* _Input_:

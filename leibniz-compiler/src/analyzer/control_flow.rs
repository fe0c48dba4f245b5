use crate::typed_ast::{Alternate, Block, IfStatement, Literal, Statement};

/// How control leaves a statement.
#[derive(Debug, Clone, Copy, PartialEq, Eq)]
enum Exit {
    FallsThrough,
    Breaks,
    Returns,
}

/// True when every path through `statements` ends in a `return`.
///
/// A loop counts when no `break` leaves it and either its body always returns
/// or it is a `while true`.
pub fn always_returns(statements: &[Statement]) -> bool {
    sequence_exit(statements) == Exit::Returns
}

fn sequence_exit(statements: &[Statement]) -> Exit {
    statements
        .iter()
        .map(statement_exit)
        .find(|exit| *exit != Exit::FallsThrough)
        .unwrap_or(Exit::FallsThrough)
}

fn statement_exit(statement: &Statement) -> Exit {
    match statement {
        Statement::Return { .. } => Exit::Returns,
        Statement::Break => Exit::Breaks,
        Statement::If(conditional) => if_exit(conditional),
        Statement::While { test, body } => {
            let infinite = matches!(test.as_literal(), Some(Literal::Boolean(true)));
            loop_exit(body, infinite)
        }
        Statement::ForLoop { body, .. } => loop_exit(body, false),
        _ => Exit::FallsThrough,
    }
}

fn loop_exit(body: &Block, infinite: bool) -> Exit {
    if breaks_out(&body.statements) {
        return Exit::FallsThrough;
    }
    if infinite || sequence_exit(&body.statements) == Exit::Returns {
        Exit::Returns
    } else {
        Exit::FallsThrough
    }
}

fn if_exit(conditional: &IfStatement) -> Exit {
    let consequent = sequence_exit(&conditional.consequent.statements);
    let alternate = match &conditional.alternate {
        None => Exit::FallsThrough,
        Some(Alternate::Block(block)) => sequence_exit(&block.statements),
        Some(Alternate::If(nested)) => if_exit(nested),
    };

    match (consequent, alternate) {
        (Exit::Returns, Exit::Returns) => Exit::Returns,
        (Exit::FallsThrough, _) | (_, Exit::FallsThrough) => Exit::FallsThrough,
        _ => Exit::Breaks,
    }
}

/// Whether a `break` targeting the enclosing loop occurs in `statements`.
/// Nested loops own their own breaks.
fn breaks_out(statements: &[Statement]) -> bool {
    statements.iter().any(|statement| match statement {
        Statement::Break => true,
        Statement::If(conditional) => if_breaks_out(conditional),
        _ => false,
    })
}

fn if_breaks_out(conditional: &IfStatement) -> bool {
    breaks_out(&conditional.consequent.statements)
        || match &conditional.alternate {
            None => false,
            Some(Alternate::Block(block)) => breaks_out(&block.statements),
            Some(Alternate::If(nested)) => if_breaks_out(nested),
        }
}
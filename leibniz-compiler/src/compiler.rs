use anyhow::{bail, Result};
use tracing::debug;

use crate::analyzer;
use crate::ast::{self, SourceSpan};
use crate::diagnostics::Diagnostics;
use crate::generator;
use crate::lexer::{Lexer, LexerError};
use crate::optimizer;
use crate::parser::Parser;
use crate::source::SourceFile;
use crate::typed_ast;

#[derive(Debug, Clone)]
pub struct CompileOptions {
    pub dump_tokens: bool,
    pub optimize: bool,
}

impl Default for CompileOptions {
    fn default() -> Self {
        Self {
            dump_tokens: false,
            optimize: true,
        }
    }
}

/// Everything one successful run of the pipeline produced.
pub struct Compilation {
    pub syntax: ast::Program,
    pub program: typed_ast::Program,
    pub javascript: String,
}

pub struct Compiler {
    diagnostics: Diagnostics,
    options: CompileOptions,
}

impl Compiler {
    pub fn new(options: CompileOptions) -> Self {
        Self {
            diagnostics: Diagnostics::new(),
            options,
        }
    }

    pub fn diagnostics(&self) -> &Diagnostics {
        &self.diagnostics
    }

    pub fn compile(&mut self, source: &SourceFile) -> Result<Compilation> {
        let mut lexer = Lexer::new(source);
        let tokens = match lexer.tokenize() {
            Ok(tokens) => tokens,
            Err(err) => {
                if let Some(lexer_error) = err.downcast_ref::<LexerError>() {
                    self.diagnostics.push_error_with_span(
                        lexer_error.to_string(),
                        Some(SourceSpan::single_point(
                            lexer_error.line(),
                            lexer_error.column(),
                        )),
                    );
                } else {
                    self.diagnostics.push_error_with_span(err.to_string(), None);
                }
                bail!("Lexing failed");
            }
        };
        debug!(tokens = tokens.len(), "lexing complete");

        if self.options.dump_tokens {
            for token in &tokens {
                println!("{token:?}");
            }
        }

        let mut parser = Parser::new(source, tokens);
        let parsed = parser.parse();
        self.diagnostics.extend(parser.into_diagnostics());
        let syntax = parsed?;
        debug!(statements = syntax.statements.len(), "parsing complete");

        let program = match analyzer::analyze(&syntax) {
            Ok(program) => program,
            Err(error) => {
                self.diagnostics.push_analysis_error(&error);
                bail!("Semantic analysis failed");
            }
        };

        let program = if self.options.optimize {
            optimizer::optimize(program)
        } else {
            program
        };

        let javascript = generator::generate(&program);

        Ok(Compilation {
            syntax,
            program,
            javascript,
        })
    }
}
#[derive(Clone, Copy, Debug, PartialEq)]
pub struct MathConstant {
    pub name: &'static str,
    pub value: f64,
}

pub static CONSTANTS: &[MathConstant] = &[
    MathConstant {
        name: "pi",
        value: std::f64::consts::PI,
    },
    MathConstant {
        name: "π",
        value: std::f64::consts::PI,
    },
    MathConstant {
        name: "e",
        value: std::f64::consts::E,
    },
];

pub fn find_constant(name: &str) -> Option<&'static MathConstant> {
    CONSTANTS.iter().find(|constant| constant.name == name)
}
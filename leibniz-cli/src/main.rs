use std::fs;
use std::path::PathBuf;

use anyhow::{Context, Result};
use clap::{ArgAction, Parser, ValueEnum};
use leibniz_compiler::{CompileOptions, Compiler, Diagnostic, SourceFile, SourceId};
use tracing_subscriber::fmt::format::FmtSpan;
use tracing_subscriber::EnvFilter;

#[derive(Debug, Clone, Copy, PartialEq, Eq, ValueEnum)]
enum Emit {
    Tokens,
    Ast,
    TypedAst,
    Js,
}

#[derive(Parser)]
#[command(
    name = "leibniz",
    version,
    about = "Compile Leibniz math scripts to JavaScript.",
    long_about = "Check a Leibniz source file and translate it to JavaScript that runs on Node with mathjs."
)]
struct Cli {
    /// Path to a Leibniz source file.
    input: PathBuf,

    /// Write the generated JavaScript to PATH instead of stdout.
    #[arg(short, long, value_name = "PATH")]
    output: Option<PathBuf>,

    /// Compiler output to print (`tokens`, `ast`, `typed-ast`, `js`). Defaults to `js`.
    #[arg(long, value_enum)]
    emit: Vec<Emit>,

    /// Skip constant folding and dead-code removal.
    #[arg(long, action = ArgAction::SetTrue)]
    no_optimize: bool,

    /// Analyze only; report errors without writing JavaScript.
    #[arg(long, action = ArgAction::SetTrue)]
    check: bool,
}

fn main() -> Result<()> {
    if let Ok(filter) = EnvFilter::try_from_env("LEIBNIZ_LOG") {
        tracing_subscriber::fmt()
            .with_env_filter(filter)
            .with_target(true)
            .with_span_events(FmtSpan::CLOSE)
            .with_writer(std::io::stderr)
            .init();
        tracing::debug!("tracing initialized");
    }

    run(Cli::parse())
}

fn run(cli: Cli) -> Result<()> {
    let contents = fs::read_to_string(&cli.input)
        .with_context(|| format!("Failed to read {:?}", cli.input))?;

    let source = SourceFile::new(SourceId(0), cli.input.clone(), contents);
    let emit = if cli.emit.is_empty() {
        vec![Emit::Js]
    } else {
        cli.emit.clone()
    };

    let mut compiler = Compiler::new(CompileOptions {
        dump_tokens: emit.contains(&Emit::Tokens),
        optimize: !cli.no_optimize,
    });

    let compilation = match compiler.compile(&source) {
        Ok(compilation) => compilation,
        Err(err) => {
            if !compiler.diagnostics().is_empty() {
                eprintln!("Diagnostics:");
                for diagnostic in compiler.diagnostics().entries() {
                    print_diagnostic(&source, diagnostic);
                }
            }
            return Err(err.context("Compilation failed"));
        }
    };

    if cli.check {
        return Ok(());
    }

    if emit.contains(&Emit::Ast) {
        println!("{:#?}", compilation.syntax);
    }

    if emit.contains(&Emit::TypedAst) {
        let json = compilation
            .program
            .to_json()
            .context("Failed to serialize the typed AST")?;
        println!("{json}");
    }

    if emit.contains(&Emit::Js) || cli.output.is_some() {
        match &cli.output {
            Some(path) => {
                if let Some(parent) = path.parent() {
                    if !parent.as_os_str().is_empty() {
                        fs::create_dir_all(parent)?;
                    }
                }
                fs::write(path, format!("{}\n", compilation.javascript))
                    .with_context(|| format!("Failed to write {}", path.display()))?;
            }
            None => println!("{}", compilation.javascript),
        }
    }

    Ok(())
}

fn print_diagnostic(source: &SourceFile, diagnostic: &Diagnostic) {
    eprintln!("  - error: {}", diagnostic.message);
    let Some(span) = diagnostic.span else {
        return;
    };
    eprintln!("     --> {}:{}:{}", source.path.display(), span.line, span.column);

    let Some(raw_line) = source.line(span.line) else {
        return;
    };
    let display_line = raw_line.replace('\t', "    ");
    eprintln!("      {}", display_line);

    let mut caret_line = String::from("      ");
    for ch in raw_line.chars().take(span.column.saturating_sub(1)) {
        match ch {
            '\t' => caret_line.push_str("    "),
            _ => caret_line.push(' '),
        }
    }

    let highlight_len = if span.end_line == span.line {
        span.end_column.saturating_sub(span.column).saturating_add(1)
    } else {
        display_line
            .chars()
            .count()
            .saturating_sub(span.column.saturating_sub(1))
    };
    caret_line.push_str(&"^".repeat(highlight_len.max(1)));
    eprintln!("{}", caret_line);
}
//! The type lattice.
//!
//! Numeric types form the chain `integer < float < number`. Everything else is
//! compared structurally and never coerces.

use std::fmt;

use serde::Serialize;

use crate::stdlib::ShapeClass;

#[derive(Debug, Clone, PartialEq, Eq, Hash, Serialize)]
pub enum Type {
    Integer,
    Float,
    Number,
    Boolean,
    String,
    Void,
    Array(Box<Type>),
    Matrix,
    Object(ShapeClass),
    Function {
        parameters: Vec<Type>,
        return_type: Box<Type>,
    },
    /// Element type of an empty array literal. Only compatible with other
    /// types from inside an array.
    Unknown,
}

impl Type {
    pub fn array_of(element: Type) -> Type {
        Type::Array(Box::new(element))
    }

    pub fn is_numeric(&self) -> bool {
        matches!(self, Type::Integer | Type::Float | Type::Number)
    }

    pub fn is_numeric_array(&self) -> bool {
        match self {
            Type::Array(element) => element.is_numeric() || **element == Type::Unknown,
            _ => false,
        }
    }

    fn numeric_rank(&self) -> Option<u8> {
        match self {
            Type::Integer => Some(0),
            Type::Float => Some(1),
            Type::Number => Some(2),
            _ => None,
        }
    }

    /// Element type for arrays, `number` for matrices, `unknown` otherwise.
    pub fn element_type(&self) -> Type {
        match self {
            Type::Array(element) => (**element).clone(),
            Type::Matrix => Type::Number,
            _ => Type::Unknown,
        }
    }

    /// Most general common type of `a` and `b`, if any.
    pub fn join(a: &Type, b: &Type) -> Option<Type> {
        if let (Some(left), Some(right)) = (a.numeric_rank(), b.numeric_rank()) {
            return Some(if left >= right { a.clone() } else { b.clone() });
        }
        match (a, b) {
            (Type::Unknown, other) | (other, Type::Unknown) => Some(other.clone()),
            (Type::Array(left), Type::Array(right)) => {
                Type::join(left, right).map(Type::array_of)
            }
            _ if a == b => Some(a.clone()),
            _ => None,
        }
    }

    /// Whether a value of type `source` may be stored where `target` is expected.
    pub fn assignable(source: &Type, target: &Type) -> bool {
        if source == target {
            return true;
        }
        if let (Some(from), Some(to)) = (source.numeric_rank(), target.numeric_rank()) {
            return from <= to;
        }
        match (source, target) {
            (Type::Array(from), Type::Array(to)) => Type::element_assignable(from, to),
            (
                Type::Function {
                    parameters: source_params,
                    return_type: source_return,
                },
                Type::Function {
                    parameters: target_params,
                    return_type: target_return,
                },
            ) => {
                source_params.len() == target_params.len()
                    && source_params
                        .iter()
                        .zip(target_params)
                        .all(|(from, to)| Type::assignable(to, from))
                    && Type::assignable(source_return, target_return)
            }
            _ => false,
        }
    }

    /// [`Type::assignable`] for array elements, where `unknown` matches anything.
    pub fn element_assignable(source: &Type, target: &Type) -> bool {
        matches!(source, Type::Unknown)
            || matches!(target, Type::Unknown)
            || Type::assignable(source, target)
    }

    pub fn describe(&self) -> String {
        self.to_string()
    }
}

impl fmt::Display for Type {
    fn fmt(&self, f: &mut fmt::Formatter<'_>) -> fmt::Result {
        match self {
            Type::Integer => f.write_str("integer"),
            Type::Float => f.write_str("float"),
            Type::Number => f.write_str("number"),
            Type::Boolean => f.write_str("boolean"),
            Type::String => f.write_str("string"),
            Type::Void => f.write_str("void"),
            Type::Array(element) => write!(f, "{element}[]"),
            Type::Matrix => f.write_str("matrix"),
            Type::Object(class) => write!(f, "{class}"),
            Type::Function {
                parameters,
                return_type,
            } => {
                let joined = parameters
                    .iter()
                    .map(Type::describe)
                    .collect::<Vec<_>>()
                    .join(", ");
                write!(f, "({joined}) -> {return_type}")
            }
            Type::Unknown => f.write_str("unknown"),
        }
    }
}
use leibniz_compiler::{CompileOptions, Compiler, SourceFile, Type};

fn compiler() -> Compiler {
    Compiler::new(CompileOptions::default())
}

#[test]
fn compiles_a_complete_program() {
    let source = SourceFile::from_string(
        r#"
        // Sum the squares below a bound.
        fnc square(n: integer): integer = { return n ** 2; }
        let total = 0;
        for i in domain(1, 4) {
            total = total + square(i);
        }
        obj t = Triangle(3, 4, 5);
        let readings: float[] = [1.5, 2.5, 3.5];
        print(total);
        print(t.area());
        print(mean(readings.filter(r: float => r > 2)));
        "#,
    );
    let mut compiler = compiler();
    let compilation = compiler.compile(&source).expect("program should compile");

    assert!(compiler.diagnostics().is_empty());
    assert_eq!(compilation.syntax.statements.len(), 8);
    assert_eq!(compilation.program.statements.len(), 8);
    assert!(compilation
        .javascript
        .starts_with("const math = require('mathjs');\nfunction square_1(n_2) {"));
    assert!(compilation
        .javascript
        .contains("console.log(math.mean(readings_6.filter(r_7 => r_7 > 2)));"));
    assert!(!compilation.javascript.ends_with('\n'));
}

#[test]
fn typed_program_reflects_declared_types() {
    let source = SourceFile::from_string("let xs: number[] = [1, 2];");
    let compilation = compiler().compile(&source).expect("program should compile");
    let json = compilation.program.to_json().expect("typed AST serializes");
    assert!(json.contains("\"name\": \"xs\""), "{json}");
    match &compilation.program.statements[0] {
        leibniz_compiler::typed::Statement::VariableDeclaration { variable, .. } => {
            assert_eq!(variable.ty, Type::array_of(Type::Number));
        }
        other => panic!("expected a declaration, found {other:?}"),
    }
}

#[test]
fn lexer_failures_become_positioned_diagnostics() {
    let source = SourceFile::from_string("let a = 1;\nlet b = $;");
    let mut compiler = compiler();
    let err = compiler
        .compile(&source)
        .err()
        .expect("'$' is not a token");
    assert_eq!(err.to_string(), "Lexing failed");

    let diagnostics = compiler.diagnostics().entries();
    assert_eq!(diagnostics.len(), 1);
    assert!(diagnostics[0].message.contains("Unexpected character '$'"));
    let span = diagnostics[0].span.expect("lexer diagnostics carry a position");
    assert_eq!((span.line, span.column), (2, 9));
}

#[test]
fn parser_failures_are_reported() {
    let source = SourceFile::from_string("let a = ;");
    let mut compiler = compiler();
    assert!(compiler.compile(&source).is_err());
    assert!(!compiler.diagnostics().is_empty());
}

#[test]
fn analysis_failures_report_kind_message_and_span() {
    let source = SourceFile::from_string("let ok = 1;\nlet bad: integer = 2.5;");
    let mut compiler = compiler();
    let err = compiler
        .compile(&source)
        .err()
        .expect("float does not fit integer");
    assert_eq!(err.to_string(), "Semantic analysis failed");

    let diagnostics = compiler.diagnostics().entries();
    assert_eq!(diagnostics.len(), 1);
    assert_eq!(
        diagnostics[0].message,
        "TypeError: Cannot assign float to integer"
    );
    let span = diagnostics[0].span.expect("analysis errors carry a span");
    assert_eq!(span.line, 2);
}

#[test]
fn only_the_first_analysis_error_is_reported() {
    let source = SourceFile::from_string("print(missing); break;");
    let mut compiler = compiler();
    assert!(compiler.compile(&source).is_err());
    let diagnostics = compiler.diagnostics().entries();
    assert_eq!(diagnostics.len(), 1);
    assert_eq!(
        diagnostics[0].message,
        "NameError: Identifier missing not declared"
    );
}

#[test]
fn optimization_can_be_disabled() {
    let source = SourceFile::from_string("print(1 + 2);");
    let folded = compiler().compile(&source).expect("compiles");
    let mut plain = Compiler::new(CompileOptions {
        optimize: false,
        ..CompileOptions::default()
    });
    let unfolded = plain.compile(&source).expect("compiles");

    assert!(folded.javascript.ends_with("console.log(3);"));
    assert!(unfolded.javascript.ends_with("console.log(1 + 2);"));
}
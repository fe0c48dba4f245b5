use std::path::PathBuf;

#[derive(Debug, Clone, Copy, PartialEq, Eq, Hash)]
pub struct SourceId(pub u32);

#[derive(Debug, Clone)]
pub struct SourceFile {
    pub id: SourceId,
    pub path: PathBuf,
    pub contents: String,
}

impl SourceFile {
    pub fn new(id: SourceId, path: PathBuf, contents: String) -> Self {
        Self { id, path, contents }
    }

    /// Wraps an in-memory program under the placeholder path `<input>`.
    pub fn from_string(contents: impl Into<String>) -> Self {
        Self::new(SourceId(0), PathBuf::from("<input>"), contents.into())
    }

    /// Returns the 1-based line, without its terminator.
    pub fn line(&self, line: usize) -> Option<&str> {
        self.contents.lines().nth(line.checked_sub(1)?)
    }
}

* _What to produce_:
Using the material above, extract the line that contains "pub struct SourceFile" and every line after it, exactly as given; stop at the last line.

* _Result of the exercise_:
pub struct SourceFile {
    pub id: SourceId,
    pub path: PathBuf,
    pub contents: String,
}

impl SourceFile {
    pub fn new(id: SourceId, path: PathBuf, contents: String) -> Self {
        Self { id, path, contents }
    }

    /// Wraps an in-memory program under the placeholder path `<input>`.
    pub fn from_string(contents: impl Into<String>) -> Self {
        Self::new(SourceId(0), PathBuf::from("<input>"), contents.into())
    }

    /// Returns the 1-based line, without its terminator.
    pub fn line(&self, line: usize) -> Option<&str> {
        self.contents.lines().nth(line.checked_sub(1)?)
    }
}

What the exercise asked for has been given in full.